18/04/2024

Les actualités et informations générales sur le Togo

La chasse aux opposants se poursuit au Togo,

Il suffit que le jour s’estompe sur l’immense palmeraie de Lokossa, couverte de centaines de tentes de toile verte du Haut-Commissariat aux réfugiés (HCR) des Nations unies, pour que ressurgissent les fantômes de l’exil. Alors, leurs occupants togolais revivent les événements qui les ont conduits à fuir leur pays tout proche et à se réfugier au Bénin.

L’obscurité, l’isolement, la précarité, les violences gravées dans les mémoires entretiennent la peur. « La nuit dernière -jeudi 19 mai-, une panne de courant a provoqué la panique, témoigne un volontaire de la Croix-Rouge. Les gens sont sortis des tentes. Ils croyaient que des soldats venaient les tabasser. Ils voyaient des espions partout. »
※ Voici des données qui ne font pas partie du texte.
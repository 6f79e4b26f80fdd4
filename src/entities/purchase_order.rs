use chrono::{DateTime, Utc};
use sea_orm::entity::prelude::*;
use serde::{Deserialize, Serialize};
use strum::{Display, EnumString};

#[derive(Clone, Debug, PartialEq, DeriveEntityModel, Serialize, Deserialize)]
#[sea_orm(table_name = "purchase_orders")]
pub struct Model {
    #[sea_orm(primary_key)]
    pub id: i64,
    pub store_id: i64,
    pub supplier_id: i64,
    pub created_by: i64,
    /// One of the `PurchaseOrderStatus` wire names.
    pub status: String,
    pub notes: Option<String>,
    pub received_at: Option<DateTime<Utc>>,
    pub created_at: DateTime<Utc>,
    pub updated_at: DateTime<Utc>,
}

#[derive(Copy, Clone, Debug, EnumIter, DeriveRelation)]
pub enum Relation {
    #[sea_orm(
        belongs_to = "super::store::Entity",
        from = "Column::StoreId",
        to = "super::store::Column::Id"
    )]
    Store,
    #[sea_orm(
        belongs_to = "super::supplier::Entity",
        from = "Column::SupplierId",
        to = "super::supplier::Column::Id"
    )]
    Supplier,
    #[sea_orm(has_many = "super::purchase_order_item::Entity")]
    Items,
}

impl Related<super::store::Entity> for Entity {
    fn to() -> RelationDef {
        Relation::Store.def()
    }
}

impl Related<super::supplier::Entity> for Entity {
    fn to() -> RelationDef {
        Relation::Supplier.def()
    }
}

impl Related<super::purchase_order_item::Entity> for Entity {
    fn to() -> RelationDef {
        Relation::Items.def()
    }
}

impl ActiveModelBehavior for ActiveModel {}

#[derive(
    Debug, Clone, Copy, PartialEq, Eq, Serialize, Deserialize, Display, EnumString, utoipa::ToSchema,
)]
#[serde(rename_all = "lowercase")]
#[strum(serialize_all = "lowercase")]
pub enum PurchaseOrderStatus {
    Draft,
    Sent,
    Received,
    Cancelled,
}

impl PurchaseOrderStatus {
    pub fn is_terminal(self) -> bool {
        matches!(self, Self::Received | Self::Cancelled)
    }

    pub fn can_transition(self, next: Self) -> bool {
        matches!(
            (self, next),
            (Self::Draft, Self::Sent)
                | (Self::Draft, Self::Received)
                | (Self::Draft, Self::Cancelled)
                | (Self::Sent, Self::Received)
                | (Self::Sent, Self::Cancelled)
        )
    }
}

#[cfg(test)]
mod tests {
    use super::PurchaseOrderStatus::*;

    #[test]
    fn received_and_cancelled_are_terminal() {
        assert!(!Draft.is_terminal());
        assert!(!Sent.is_terminal());
        assert!(Received.is_terminal());
        assert!(Cancelled.is_terminal());
    }

    #[test]
    fn no_transitions_out_of_terminal_states() {
        for next in [Draft, Sent, Received, Cancelled] {
            assert!(!Received.can_transition(next));
            assert!(!Cancelled.can_transition(next));
        }
    }

    #[test]
    fn draft_can_be_sent_received_or_cancelled() {
        assert!(Draft.can_transition(Sent));
        assert!(Draft.can_transition(Received));
        assert!(Draft.can_transition(Cancelled));
        assert!(!Sent.can_transition(Draft));
    }
}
Pendant la journée, il faut montrer patte blanche, jurer que l’on ne prendra aucune photo, promettre que l’on ne demandera pas le moindre nom, pour qu’un dialogue s’instaure. Car les rumeurs, invérifiables, courent : de faux réfugiés « à la solde de Faure -Gnassingbé, le nouveau chef de l’Etat et fils du président décédé Eyadéma- » auraient tenté de s’introduire dans le camp pour prendre des photos avec des portables ; « on » aurait vu une femme tentant d’empoisonner des réfugiés…

Passé le premier moment de méfiance, les témoignages fusent par dizaines, convaincants à force d’être répétitifs : militants de l’opposition ou jeunes émeutiers décidés à en finir avec la dictature, ils ont, selon leurs propos, affronté l’armée dans la rue, entendu siffler les balles, parfois été blessés, à moins que des soldats ne soient nuitamment venus les chercher et qu’ils aient fui. Aux récits des victimes de la répression qui a suivi la proclamation de la victoire du « petit Faure » ­ elle aurait fait entre 58 et 811 morts, selon les sources ­ s’ajoutent ceux des nouveaux arrivants, repérés parce qu’ils promènent des sacs de vêtements et ont l’air hagard. Ces derniers affirment que « les militaires continuent d’entrer dans les maisons » , qu’ils « cherchent les jeunes pour les emmener vers des destinations inconnues » . Ils tendent à expliquer pourquoi, près d’un mois après le scrutin, près de 500 Togolais continuent de chercher refuge chaque jour au Bénin ou au Ghana, l’autre pays frontalier.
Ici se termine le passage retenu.